1) (1955) VLADIMIR NABOKOV was still a relatively unknown expatriate teaching Russian literature at Cornell University when he published Lolita in 1955. It was his eighth novel, and to this day it remains his most celebrated, if controversial, work. It appeared in an earlier version in 1939 under the title Volshebnik (The Enchanter), about a man who marries a widowed mother in order to molest her 12-yearold daughter (he dies after the act in a traffic accident). Lolita’s story of a middle-aged man’s obsession with a 12-year old girl created a scandal immediately, and it was banned in Paris for two years (1956–1958), and not published in full in America and the United Kingdom until 1958.
   The story begins as European expatriate Humbert Humbert languishes in a prison psychiatric ward. He is penning a diary account of his fascination with pubescent “nymphets. ” His seriocomic chronicle begins with a description of his love as a child for a little girl named Annabel Leigh, who had died prematurely of typhus. In later years, the adult Humbert, after periodic bouts of mental instability, immigrates to the United States where he establishes himself as a French literature scholar. He settles down in the New England town of Ramsdale, where he meets and marries Charlotte Haze. The marriage is merely a pretext for Humbert to get closer to Lolita, Charlotte’s 12-year old daughter. He claims that the child reminds him of his childhood sweetheart, Annabel Leigh. After Charlotte dies in a freak car accident, Humbert is free to take his stepdaughter on a crosscountry automobile trip. Before he can seduce her, she seduces him, and he discovers that she had lost her virginity some time before. He and Lolita end up at Beardsley College, where he passes her off as his daughter. But their relationship, tenuous as it is, begins to sour. Humbert decides to take her on a second cross-country trip, but this time she leaves him somewhere in Arizona. Distraught, he searches for her for years. By the time he finds her again, she is 17, married, and pregnant. Lolita tells Humbert that she left him to be with Clare Quilty, a popular playwright and pornographic filmmaker, but that now she has left Quilty and needs money. Enraged with jealousy, Humbert kills Quilty. Humbert is imprisoned and subsequently dies of a heart attack. One month later, Lolita dies in childbirth after delivering a stillborn daughter.

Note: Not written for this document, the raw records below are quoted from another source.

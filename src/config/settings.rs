use crate::error::{NetError, Result};
use crate::rpc::agent::AgentConfig;
use crate::rpc::manager::RpcManagerConfig;
use crate::rpc::rate_limiter::RateLimiterConfig;
use crate::utils::{redact_url, ws_url_from_http};
use crate::websocket::manager::SubscriptionManagerConfig;
use log::LevelFilter;
use std::env;
use std::str::FromStr;
use std::time::Duration;

#[derive(Debug, Clone)]
pub struct Config {
    /// Ordered endpoint list; the first one is the primary.
    pub rpc_urls: Vec<String>,
    pub ws_url: Option<String>,
    pub rate_limit_rps: f64,
    pub rate_limit_burst: u32,
    pub health_check_interval_ms: u64,
    pub keep_warm_interval_ms: u64,
    pub heartbeat_interval_ms: u64,
    pub probe_timeout_ms: u64,
    pub request_timeout_ms: u64,
    pub unhealthy_threshold: u32,
    pub escalation_threshold: u32,
    pub reset_cooldown_secs: u64,
    pub stale_timeout_secs: u64,
    pub max_reconnect_attempts: u32,
    pub reconnect_base_delay_ms: u64,
    pub reconnect_max_delay_ms: u64,
    pub diagnostics_window_secs: u64,
    pub agent_idle_timeout_ms: u64,
    pub agent_active_timeout_ms: u64,
    pub agent_socket_ttl_ms: u64,
    pub subscribe_programs: Vec<String>,
    pub status_interval_secs: u64,
    pub log_level: LevelFilter,
}

fn parse_or<T: FromStr>(key: &str, default: T) -> T {
    env::var(key)
        .ok()
        .and_then(|v| v.trim().parse().ok())
        .unwrap_or(default)
}

fn parse_list(raw: &str) -> Vec<String> {
    raw.split(',')
        .map(str::trim)
        .filter(|s| !s.is_empty())
        .map(String::from)
        .collect()
}

impl Default for Config {
    fn default() -> Self {
        Config {
            rpc_urls: vec!["http://127.0.0.1:8899".to_string()],
            ws_url: None,
            rate_limit_rps: 50.0,
            rate_limit_burst: 50,
            health_check_interval_ms: 10_000,
            keep_warm_interval_ms: 1_000,
            heartbeat_interval_ms: 15_000,
            probe_timeout_ms: 5_000,
            request_timeout_ms: 8_000,
            unhealthy_threshold: 3,
            escalation_threshold: 2,
            reset_cooldown_secs: 30,
            stale_timeout_secs: 90,
            max_reconnect_attempts: 20,
            reconnect_base_delay_ms: 1_000,
            reconnect_max_delay_ms: 30_000,
            diagnostics_window_secs: 60,
            agent_idle_timeout_ms: 15_000,
            agent_active_timeout_ms: 10_000,
            agent_socket_ttl_ms: 60_000,
            subscribe_programs: Vec::new(),
            status_interval_secs: 30,
            log_level: LevelFilter::Info,
        }
    }
}

impl Config {
    /// Reads the process environment. Unset or unparsable values keep their defaults.
    pub fn from_env() -> Self {
        let d = Config::default();

        let rpc_urls = match env::var("RPC_URLS") {
            Ok(list) if !parse_list(&list).is_empty() => parse_list(&list),
            _ => {
                let mut urls = vec![env::var("RPC_URL").unwrap_or_else(|_| d.rpc_urls[0].clone())];
                if let Ok(backups) = env::var("RPC_URL_BACKUP") {
                    urls.extend(parse_list(&backups));
                }
                urls
            }
        };

        Config {
            rpc_urls,
            ws_url: env::var("WS_URL").ok().filter(|s| !s.trim().is_empty()),
            rate_limit_rps: parse_or("RATE_LIMIT_RPS", d.rate_limit_rps),
            rate_limit_burst: parse_or("RATE_LIMIT_BURST", d.rate_limit_burst),
            health_check_interval_ms: parse_or("HEALTH_CHECK_INTERVAL_MS", d.health_check_interval_ms),
            keep_warm_interval_ms: parse_or("KEEP_WARM_INTERVAL_MS", d.keep_warm_interval_ms),
            heartbeat_interval_ms: parse_or("HEARTBEAT_INTERVAL_MS", d.heartbeat_interval_ms),
            probe_timeout_ms: parse_or("PROBE_TIMEOUT_MS", d.probe_timeout_ms),
            request_timeout_ms: parse_or("REQUEST_TIMEOUT_MS", d.request_timeout_ms),
            unhealthy_threshold: parse_or("UNHEALTHY_THRESHOLD", d.unhealthy_threshold),
            escalation_threshold: parse_or("ESCALATION_THRESHOLD", d.escalation_threshold),
            reset_cooldown_secs: parse_or("RESET_COOLDOWN_SECS", d.reset_cooldown_secs),
            stale_timeout_secs: parse_or("STALE_TIMEOUT_SECS", d.stale_timeout_secs),
            max_reconnect_attempts: parse_or("MAX_RECONNECT_ATTEMPTS", d.max_reconnect_attempts),
            reconnect_base_delay_ms: parse_or("RECONNECT_BASE_DELAY_MS", d.reconnect_base_delay_ms),
            reconnect_max_delay_ms: parse_or("RECONNECT_MAX_DELAY_MS", d.reconnect_max_delay_ms),
            diagnostics_window_secs: parse_or("DIAGNOSTICS_WINDOW_SECS", d.diagnostics_window_secs),
            agent_idle_timeout_ms: parse_or("AGENT_IDLE_TIMEOUT_MS", d.agent_idle_timeout_ms),
            agent_active_timeout_ms: parse_or("AGENT_ACTIVE_TIMEOUT_MS", d.agent_active_timeout_ms),
            agent_socket_ttl_ms: parse_or("AGENT_SOCKET_TTL_MS", d.agent_socket_ttl_ms),
            subscribe_programs: env::var("SUBSCRIBE_PROGRAMS")
                .map(|s| parse_list(&s))
                .unwrap_or_default(),
            status_interval_secs: parse_or("STATUS_INTERVAL_SECS", d.status_interval_secs),
            log_level: parse_or("LOG_LEVEL", d.log_level),
        }
    }

    pub fn validate(&self) -> Result<()> {
        if self.rpc_urls.is_empty() {
            return Err(NetError::ConfigError("no RPC endpoints configured".to_string()));
        }
        for url in &self.rpc_urls {
            let parsed = url::Url::parse(url).map_err(|e| {
                NetError::ConfigError(format!("invalid RPC URL {}: {}", redact_url(url), e))
            })?;
            if !matches!(parsed.scheme(), "http" | "https") {
                return Err(NetError::ConfigError(format!(
                    "RPC URL {} must be http(s)",
                    redact_url(url)
                )));
            }
        }
        if let Some(ws) = &self.ws_url {
            url::Url::parse(ws).map_err(|e| {
                NetError::ConfigError(format!("invalid WS_URL {}: {}", redact_url(ws), e))
            })?;
        }
        if !self.rate_limit_rps.is_finite() || self.rate_limit_rps <= 0.0 || self.rate_limit_burst == 0 {
            return Err(NetError::ConfigError(
                "RATE_LIMIT_RPS and RATE_LIMIT_BURST must be positive".to_string(),
            ));
        }
        if self.unhealthy_threshold == 0 || self.escalation_threshold == 0 {
            return Err(NetError::ConfigError(
                "failure thresholds must be at least 1".to_string(),
            ));
        }
        if self.max_reconnect_attempts == 0 || self.stale_timeout_secs == 0 {
            return Err(NetError::ConfigError(
                "MAX_RECONNECT_ATTEMPTS and STALE_TIMEOUT_SECS must be positive".to_string(),
            ));
        }
        // Loop periods feed tokio intervals, which panic on zero.
        for (key, value) in [
            ("HEALTH_CHECK_INTERVAL_MS", self.health_check_interval_ms),
            ("KEEP_WARM_INTERVAL_MS", self.keep_warm_interval_ms),
            ("HEARTBEAT_INTERVAL_MS", self.heartbeat_interval_ms),
            ("DIAGNOSTICS_WINDOW_SECS", self.diagnostics_window_secs),
            ("PROBE_TIMEOUT_MS", self.probe_timeout_ms),
            ("REQUEST_TIMEOUT_MS", self.request_timeout_ms),
        ] {
            if value == 0 {
                return Err(NetError::ConfigError(format!("{} must be positive", key)));
            }
        }
        Ok(())
    }

    /// Streaming endpoint: `WS_URL`, or the primary RPC URL with a ws scheme.
    pub fn stream_url(&self) -> Result<String> {
        match &self.ws_url {
            Some(ws) => Ok(ws.clone()),
            None => {
                let primary = self
                    .rpc_urls
                    .first()
                    .ok_or_else(|| NetError::ConfigError("no RPC endpoints configured".to_string()))?;
                ws_url_from_http(primary)
            }
        }
    }

    pub fn log_settings(&self) {
        log::info!("⚙️ Configuration loaded:");
        for (i, url) in self.rpc_urls.iter().enumerate() {
            log::info!(
                "   RPC endpoint #{}{}: {}",
                i + 1,
                if i == 0 { " (primary)" } else { "" },
                redact_url(url)
            );
        }
        match self.stream_url() {
            Ok(ws) => log::info!("   Stream endpoint: {}", redact_url(&ws)),
            Err(e) => log::warn!("   Stream endpoint unavailable: {}", e),
        }
        log::info!(
            "   Rate limit: {} req/s, burst {}",
            self.rate_limit_rps,
            self.rate_limit_burst
        );
        log::info!(
            "   Health every {}ms (probe timeout {}ms, unhealthy after {}, reset cooldown {}s)",
            self.health_check_interval_ms,
            self.probe_timeout_ms,
            self.unhealthy_threshold,
            self.reset_cooldown_secs
        );
        log::info!(
            "   Heartbeat every {}ms (stale after {}s, max {} reconnects)",
            self.heartbeat_interval_ms,
            self.stale_timeout_secs,
            self.max_reconnect_attempts
        );
        log::info!("   Programs to watch: {}", self.subscribe_programs.len());
    }

    pub fn rate_limiter_config(&self) -> RateLimiterConfig {
        RateLimiterConfig {
            capacity: self.rate_limit_burst,
            refill_per_sec: self.rate_limit_rps,
        }
    }

    pub fn rpc_manager_config(&self) -> RpcManagerConfig {
        RpcManagerConfig {
            endpoints: self.rpc_urls.clone(),
            rate_limit: self.rate_limiter_config(),
            health_check_interval: Duration::from_millis(self.health_check_interval_ms),
            keep_warm_interval: Duration::from_millis(self.keep_warm_interval_ms),
            probe_timeout: Duration::from_millis(self.probe_timeout_ms),
            unhealthy_threshold: self.unhealthy_threshold,
            escalation_threshold: self.escalation_threshold,
            reset_cooldown: Duration::from_secs(self.reset_cooldown_secs),
        }
    }

    pub fn subscription_manager_config(&self) -> SubscriptionManagerConfig {
        SubscriptionManagerConfig {
            heartbeat_interval: Duration::from_millis(self.heartbeat_interval_ms),
            stale_timeout: Duration::from_secs(self.stale_timeout_secs),
            max_reconnect_attempts: self.max_reconnect_attempts,
            reconnect_base_delay: Duration::from_millis(self.reconnect_base_delay_ms),
            reconnect_max_delay: Duration::from_millis(self.reconnect_max_delay_ms),
            diagnostics_window: Duration::from_secs(self.diagnostics_window_secs),
            ..SubscriptionManagerConfig::default()
        }
    }

    pub fn agent_config(&self) -> AgentConfig {
        AgentConfig {
            idle_timeout: Duration::from_millis(self.agent_idle_timeout_ms),
            active_timeout: Duration::from_millis(self.agent_active_timeout_ms),
            socket_ttl: Duration::from_millis(self.agent_socket_ttl_ms),
            ..AgentConfig::default()
        }
    }

    pub fn request_timeout(&self) -> Duration {
        Duration::from_millis(self.request_timeout_ms)
    }
}

#[cfg(test)]
mod tests {
    use super::*;

    #[test]
    fn test_defaults_validate() {
        let config = Config::default();
        assert!(config.validate().is_ok());
        assert_eq!(config.stream_url().unwrap(), "ws://127.0.0.1:8899/");
    }

    #[test]
    fn test_projections_carry_thresholds() {
        let config = Config {
            unhealthy_threshold: 5,
            reset_cooldown_secs: 45,
            stale_timeout_secs: 120,
            max_reconnect_attempts: 7,
            ..Config::default()
        };
        let rpc = config.rpc_manager_config();
        assert_eq!(rpc.unhealthy_threshold, 5);
        assert_eq!(rpc.reset_cooldown, Duration::from_secs(45));
        assert_eq!(rpc.endpoints, config.rpc_urls);

        let stream = config.subscription_manager_config();
        assert_eq!(stream.stale_timeout, Duration::from_secs(120));
        assert_eq!(stream.max_reconnect_attempts, 7);
        assert_eq!(stream.reconnect_max_delay, Duration::from_secs(30));

        assert_eq!(config.agent_config().socket_ttl, Duration::from_secs(60));
    }

    #[test]
    fn test_validate_rejects_bad_values() {
        let no_endpoints = Config {
            rpc_urls: Vec::new(),
            ..Config::default()
        };
        assert!(matches!(no_endpoints.validate(), Err(NetError::ConfigError(_))));

        let bad_scheme = Config {
            rpc_urls: vec!["ftp://example.com".to_string()],
            ..Config::default()
        };
        assert!(bad_scheme.validate().is_err());

        let zero_rate = Config {
            rate_limit_rps: 0.0,
            ..Config::default()
        };
        assert!(zero_rate.validate().is_err());

        let zero_threshold = Config {
            unhealthy_threshold: 0,
            ..Config::default()
        };
        assert!(zero_threshold.validate().is_err());
    }

    #[test]
    fn test_validate_rejects_zero_periods() {
        let zero_heartbeat = Config {
            heartbeat_interval_ms: 0,
            ..Config::default()
        };
        match zero_heartbeat.validate() {
            Err(NetError::ConfigError(msg)) => assert!(msg.contains("HEARTBEAT_INTERVAL_MS")),
            other => panic!("expected config error, got {:?}", other),
        }

        let zero_health = Config {
            health_check_interval_ms: 0,
            ..Config::default()
        };
        assert!(zero_health.validate().is_err());

        let zero_warm = Config {
            keep_warm_interval_ms: 0,
            ..Config::default()
        };
        assert!(zero_warm.validate().is_err());

        let zero_window = Config {
            diagnostics_window_secs: 0,
            ..Config::default()
        };
        assert!(zero_window.validate().is_err());

        let infinite_rate = Config {
            rate_limit_rps: f64::INFINITY,
            ..Config::default()
        };
        assert!(infinite_rate.validate().is_err());
    }

    #[test]
    fn test_parse_list_trims_and_skips_blanks() {
        assert_eq!(
            parse_list(" https://a.example , ,https://b.example"),
            vec!["https://a.example".to_string(), "https://b.example".to_string()]
        );
    }
}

   Key to understanding the novel is Humbert’s unreliable narrative voice. The novel’s introductory pages are penned by the hilariously pompous “Dr. John Ray,” who warns the reader that Humbert is a “demented diarist” and a “panting maniac. ” This is confirmed by Humbert’s frequent asides, which hint at his unbalanced mental state. For example, after noting Lolita’s charms in a florid rhetorical style, Humbert declares,“You can always count on a murderer for a fancy prose style. ” The reader becomes complicit in Humbert/Nabokov’s conspiracy of reality and hallucination. As critic Michael Wood puts it succinctly, “The difficulty with Lolita is not that it is an immoral book, but that it is soaked in Humbert’s morality, that it leaves us scarcely anywhere else to go. ”
   Nabokov collaborated with Stanley Kubrick on a screen adaptation of his book. And although Nabokov received sole screen credit for the screenplay, Kubrick rewrote much of the screenplay after Nabokov left the project.
   ■ Appel, Alfred, Jr. , Nabokov’s Dark Cinema (New York: Oxford University Press, 1974);
   ■ Tibbetts, John C. , “Lolita,” in John C. Tibbetts and James M. Welsh, eds. , Novels into Film (New York: Facts On File, 1999), pp. 134–148.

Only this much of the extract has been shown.